- **TO DO**
Among the entries that follow, how many lines contain the string "initialization"? Write the number alone.

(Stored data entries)
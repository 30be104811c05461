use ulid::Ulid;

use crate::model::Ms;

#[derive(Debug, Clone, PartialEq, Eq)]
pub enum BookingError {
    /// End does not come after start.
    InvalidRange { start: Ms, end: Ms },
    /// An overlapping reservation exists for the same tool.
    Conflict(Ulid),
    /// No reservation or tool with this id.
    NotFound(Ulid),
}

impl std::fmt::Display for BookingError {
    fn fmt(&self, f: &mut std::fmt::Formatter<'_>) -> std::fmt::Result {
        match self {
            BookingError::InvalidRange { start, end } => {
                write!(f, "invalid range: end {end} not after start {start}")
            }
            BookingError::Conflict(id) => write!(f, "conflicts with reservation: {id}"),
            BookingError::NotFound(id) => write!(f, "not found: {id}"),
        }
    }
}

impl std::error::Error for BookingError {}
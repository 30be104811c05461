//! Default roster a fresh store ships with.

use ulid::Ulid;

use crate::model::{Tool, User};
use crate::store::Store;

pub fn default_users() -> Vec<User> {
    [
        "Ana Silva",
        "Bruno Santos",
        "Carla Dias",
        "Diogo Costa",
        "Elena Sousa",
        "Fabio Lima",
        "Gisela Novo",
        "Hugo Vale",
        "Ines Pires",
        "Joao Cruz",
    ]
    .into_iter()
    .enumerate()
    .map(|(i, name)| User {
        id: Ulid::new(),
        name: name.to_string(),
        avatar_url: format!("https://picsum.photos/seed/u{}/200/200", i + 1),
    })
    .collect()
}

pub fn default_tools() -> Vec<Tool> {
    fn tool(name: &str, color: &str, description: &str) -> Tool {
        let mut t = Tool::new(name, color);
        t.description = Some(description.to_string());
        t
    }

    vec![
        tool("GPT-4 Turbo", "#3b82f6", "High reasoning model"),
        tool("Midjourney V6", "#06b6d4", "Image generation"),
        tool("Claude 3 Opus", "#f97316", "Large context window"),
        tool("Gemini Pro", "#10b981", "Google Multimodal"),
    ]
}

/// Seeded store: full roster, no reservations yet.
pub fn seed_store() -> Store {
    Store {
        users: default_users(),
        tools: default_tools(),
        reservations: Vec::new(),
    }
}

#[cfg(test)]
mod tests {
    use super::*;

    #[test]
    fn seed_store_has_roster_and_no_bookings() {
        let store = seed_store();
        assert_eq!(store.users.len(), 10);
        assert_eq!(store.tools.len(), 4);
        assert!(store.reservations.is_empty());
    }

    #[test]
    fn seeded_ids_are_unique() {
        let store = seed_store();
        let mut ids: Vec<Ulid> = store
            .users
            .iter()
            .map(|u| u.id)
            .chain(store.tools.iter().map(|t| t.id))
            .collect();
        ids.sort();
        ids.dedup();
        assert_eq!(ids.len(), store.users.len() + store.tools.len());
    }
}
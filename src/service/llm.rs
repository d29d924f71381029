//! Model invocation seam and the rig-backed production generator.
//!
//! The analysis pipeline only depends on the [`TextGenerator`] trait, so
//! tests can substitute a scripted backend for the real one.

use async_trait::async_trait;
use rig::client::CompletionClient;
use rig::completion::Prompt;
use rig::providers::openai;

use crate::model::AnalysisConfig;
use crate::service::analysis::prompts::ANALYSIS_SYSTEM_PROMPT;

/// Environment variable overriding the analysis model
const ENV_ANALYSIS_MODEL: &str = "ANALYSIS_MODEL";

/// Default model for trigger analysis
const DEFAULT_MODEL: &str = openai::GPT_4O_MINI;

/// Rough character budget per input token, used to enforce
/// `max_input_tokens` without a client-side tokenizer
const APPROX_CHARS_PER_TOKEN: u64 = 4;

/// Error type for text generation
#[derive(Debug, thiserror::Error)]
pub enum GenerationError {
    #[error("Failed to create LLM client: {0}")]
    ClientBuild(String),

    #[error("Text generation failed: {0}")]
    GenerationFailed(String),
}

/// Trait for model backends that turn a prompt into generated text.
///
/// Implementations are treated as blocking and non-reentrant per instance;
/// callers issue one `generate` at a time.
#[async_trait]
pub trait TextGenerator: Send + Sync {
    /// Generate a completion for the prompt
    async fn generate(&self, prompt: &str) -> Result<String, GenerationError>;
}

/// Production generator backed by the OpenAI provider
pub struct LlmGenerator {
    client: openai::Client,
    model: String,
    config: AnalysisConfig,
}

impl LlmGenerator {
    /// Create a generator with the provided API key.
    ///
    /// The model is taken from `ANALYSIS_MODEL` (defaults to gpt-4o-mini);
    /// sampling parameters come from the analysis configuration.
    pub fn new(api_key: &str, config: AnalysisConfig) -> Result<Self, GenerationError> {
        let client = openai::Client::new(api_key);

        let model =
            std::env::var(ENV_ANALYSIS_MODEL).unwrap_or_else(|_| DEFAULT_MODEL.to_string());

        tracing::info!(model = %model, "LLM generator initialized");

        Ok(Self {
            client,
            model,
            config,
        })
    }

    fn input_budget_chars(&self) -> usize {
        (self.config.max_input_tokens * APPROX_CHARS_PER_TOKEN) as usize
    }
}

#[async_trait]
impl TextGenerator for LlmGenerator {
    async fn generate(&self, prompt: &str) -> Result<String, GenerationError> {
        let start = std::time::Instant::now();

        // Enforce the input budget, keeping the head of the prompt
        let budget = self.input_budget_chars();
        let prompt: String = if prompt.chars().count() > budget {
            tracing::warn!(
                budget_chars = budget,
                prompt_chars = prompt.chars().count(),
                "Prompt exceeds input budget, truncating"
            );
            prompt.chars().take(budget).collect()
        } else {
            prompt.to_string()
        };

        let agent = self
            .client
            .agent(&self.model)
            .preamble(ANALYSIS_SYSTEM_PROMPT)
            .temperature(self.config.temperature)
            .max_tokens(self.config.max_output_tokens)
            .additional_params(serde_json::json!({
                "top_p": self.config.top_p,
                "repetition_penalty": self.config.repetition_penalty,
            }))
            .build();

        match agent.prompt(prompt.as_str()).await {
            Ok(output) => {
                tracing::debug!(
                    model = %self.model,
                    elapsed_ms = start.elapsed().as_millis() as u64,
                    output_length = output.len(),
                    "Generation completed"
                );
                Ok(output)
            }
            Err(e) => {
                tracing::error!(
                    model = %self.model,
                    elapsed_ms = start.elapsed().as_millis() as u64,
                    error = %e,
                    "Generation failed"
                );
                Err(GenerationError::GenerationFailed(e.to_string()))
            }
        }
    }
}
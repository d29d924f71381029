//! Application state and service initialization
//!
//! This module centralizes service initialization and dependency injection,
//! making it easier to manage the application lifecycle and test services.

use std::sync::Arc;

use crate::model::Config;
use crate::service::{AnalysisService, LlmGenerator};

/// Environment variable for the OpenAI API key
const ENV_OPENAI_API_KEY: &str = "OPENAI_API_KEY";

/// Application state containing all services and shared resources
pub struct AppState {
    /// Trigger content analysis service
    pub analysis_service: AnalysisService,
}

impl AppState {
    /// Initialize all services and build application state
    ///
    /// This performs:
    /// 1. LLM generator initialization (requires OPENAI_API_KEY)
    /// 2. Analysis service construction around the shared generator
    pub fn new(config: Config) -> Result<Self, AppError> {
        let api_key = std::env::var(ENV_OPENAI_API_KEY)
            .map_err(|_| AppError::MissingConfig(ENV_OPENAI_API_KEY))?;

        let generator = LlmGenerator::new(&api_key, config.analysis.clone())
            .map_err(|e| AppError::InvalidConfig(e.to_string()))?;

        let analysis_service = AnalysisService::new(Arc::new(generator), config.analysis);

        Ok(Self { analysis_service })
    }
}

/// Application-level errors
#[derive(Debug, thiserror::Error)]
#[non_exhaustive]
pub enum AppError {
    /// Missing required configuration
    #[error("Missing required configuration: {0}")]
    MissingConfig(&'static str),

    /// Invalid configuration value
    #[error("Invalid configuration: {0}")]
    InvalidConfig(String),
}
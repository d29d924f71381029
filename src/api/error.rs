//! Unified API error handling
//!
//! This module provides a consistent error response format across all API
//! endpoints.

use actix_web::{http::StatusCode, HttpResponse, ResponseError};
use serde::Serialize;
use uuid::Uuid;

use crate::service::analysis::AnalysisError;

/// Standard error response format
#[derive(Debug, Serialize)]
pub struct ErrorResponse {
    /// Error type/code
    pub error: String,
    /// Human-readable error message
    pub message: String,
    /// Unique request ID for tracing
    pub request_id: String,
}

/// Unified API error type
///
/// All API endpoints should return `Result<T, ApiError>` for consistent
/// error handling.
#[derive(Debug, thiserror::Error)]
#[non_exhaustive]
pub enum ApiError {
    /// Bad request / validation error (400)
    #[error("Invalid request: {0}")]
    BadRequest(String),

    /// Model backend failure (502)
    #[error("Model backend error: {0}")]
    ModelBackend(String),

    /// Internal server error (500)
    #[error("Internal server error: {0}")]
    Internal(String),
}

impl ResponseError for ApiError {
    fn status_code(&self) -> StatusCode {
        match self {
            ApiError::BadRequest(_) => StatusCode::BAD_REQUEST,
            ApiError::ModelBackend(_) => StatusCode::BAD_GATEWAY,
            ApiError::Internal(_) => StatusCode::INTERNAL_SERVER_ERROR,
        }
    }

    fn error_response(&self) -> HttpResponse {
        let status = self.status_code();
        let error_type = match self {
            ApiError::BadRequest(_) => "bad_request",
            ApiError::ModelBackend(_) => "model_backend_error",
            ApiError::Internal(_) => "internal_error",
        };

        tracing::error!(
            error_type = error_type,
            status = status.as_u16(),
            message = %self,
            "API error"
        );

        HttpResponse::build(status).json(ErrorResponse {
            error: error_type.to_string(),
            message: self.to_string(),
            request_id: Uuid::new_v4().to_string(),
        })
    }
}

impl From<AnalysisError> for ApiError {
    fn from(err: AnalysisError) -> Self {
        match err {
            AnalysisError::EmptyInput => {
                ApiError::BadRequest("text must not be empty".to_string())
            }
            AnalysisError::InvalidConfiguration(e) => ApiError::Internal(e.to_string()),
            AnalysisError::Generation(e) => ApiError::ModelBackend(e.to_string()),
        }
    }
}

- **SOLUTION TO THE PROBLEM**
3